T-cell antigen receptors (TcRs) are heterodimeric cell-surface receptors that play a pivotal role in the cellular immune response. The TcR interacts specifically with a peptide-laden major histocompatability complex (pMHC). A human TcR has been characterized that interacts with an immunodominant epitope, FLRGRAYGL, from the Epstein-Barr virus, a ubiquitous human pathogen, in complex with HLA-B8. Despite the vast TcR repertoire, this TcR is found in up to 10% of the total T-cell population in seropositive HLA-B8+ individuals. In this report, this highly selected TcR is characterized by expressing in Escherichia coli, refolding, purifying and crystallizing the receptor.
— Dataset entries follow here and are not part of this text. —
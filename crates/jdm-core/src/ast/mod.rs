//! Expression AST definitions

pub mod expression;
pub mod operator;

pub use expression::{Expression, ExpressionKind};
pub use operator::{Operator, UnaryOperator};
In addition, the HLA-B8-FLRGRAYGL complex has been expressed in E. coli, refolded and shown to be functionally active. Using native gel electrophoresis, the refolded TcR is shown to be capable of binding specifically to the refolded HLA-B8-FLRGRAYGL and this TcR has been crystallized in complex with the pMHC. The crystals of the unliganded and liganded TcR diffract to 1.5 and 2.5 A, respectively.